Quantity: optimize AI models to reduce their cost

With our partner Salesforce, unify sales, marketing and customer service. Accele your growth!

Definition of quantity

Quantity is a technique to Reduce digital accuracy of calculations Carried out by an AI model, which decreases its memory consumption and accelerates its execution without significant loss of performance.

Why is quantity crucial?

  • She reduces calculation power requirements without altering the quality of the results.
  • It allows you to perform models on Less powerful deviceslike smartphones.

Quantity

  • Passage from FP32 to int8 : replace the values ​​in 32 floating bits (FP32) by values ​​in 8 whole bits (int8).
  • Dynamic quantity vs static : Adapt the accuracy according to use to avoid loss of quality.

Concrete examples

🔹 Mistral 7b and Gemma 7b : Use quantity to compete with larger models.
🔹 Meta Llama 2-Chat : offers quantified versions to facilitate less powerful GPU inference.

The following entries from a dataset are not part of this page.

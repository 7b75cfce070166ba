//! Retry classification.
//!
//! # Responsibilities
//! - Decide which response statuses are transient (retried internally)
//! - Decide which transport failures are transient
//!
//! # Design Decisions
//! - Transient statuses are a fixed set: 500, 502, 504, 524
//! - Other 5xx are terminal; overload signals differ from hard faults
//! - Connection resets/refusals and timeouts retry; other OS errors propagate

use std::error::Error as _;

use reqwest::StatusCode;

/// Statuses retried without surfacing to the caller.
const TRANSIENT_STATUSES: [u16; 4] = [500, 502, 504, 524];

/// Whether a response status should be retried after backoff.
pub fn is_transient_status(status: StatusCode) -> bool {
    TRANSIENT_STATUSES.contains(&status.as_u16())
}

/// Whether a transport-level failure is worth retrying.
///
/// Timeouts and connect failures are transient, as are dropped sockets
/// (reset, aborted, broken pipe). Anything else — TLS setup, request
/// construction, malformed responses — propagates unchanged.
pub fn is_transient_transport(err: &reqwest::Error) -> bool {
    if err.is_timeout() || err.is_connect() {
        return true;
    }

    let mut source = err.source();
    while let Some(cause) = source {
        if let Some(io) = cause.downcast_ref::<std::io::Error>() {
            return matches!(
                io.kind(),
                std::io::ErrorKind::ConnectionReset
                    | std::io::ErrorKind::ConnectionAborted
                    | std::io::ErrorKind::ConnectionRefused
                    | std::io::ErrorKind::BrokenPipe
            );
        }
        source = cause.source();
    }
    false
}

#[cfg(test)]
mod tests {
    use super::*;

    #[test]
    fn test_transient_status_set() {
        for code in [500, 502, 504, 524] {
            let status = StatusCode::from_u16(code).unwrap();
            assert!(is_transient_status(status), "{code} should be transient");
        }
    }

    #[test]
    fn test_terminal_statuses() {
        for code in [404, 429, 501, 503, 505] {
            let status = StatusCode::from_u16(code).unwrap();
            assert!(!is_transient_status(status), "{code} should be terminal");
        }
    }
}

Benefits and challenges of quantity

Benefits Challenge
🚀 Faster execution ❗ Risk of loss of precision
🔋 Reduced energy consumption ⚙️ requires careful adjustment
📱 Possible mobile deployment 🔄 Compatibility with certain limited architectures

The future of quantity

Hybrid techniques Combining quantity and sparsity.
Unified standards To facilitate integration on all hardwares.
Large adoption on mobile and edge computing For on -board AI.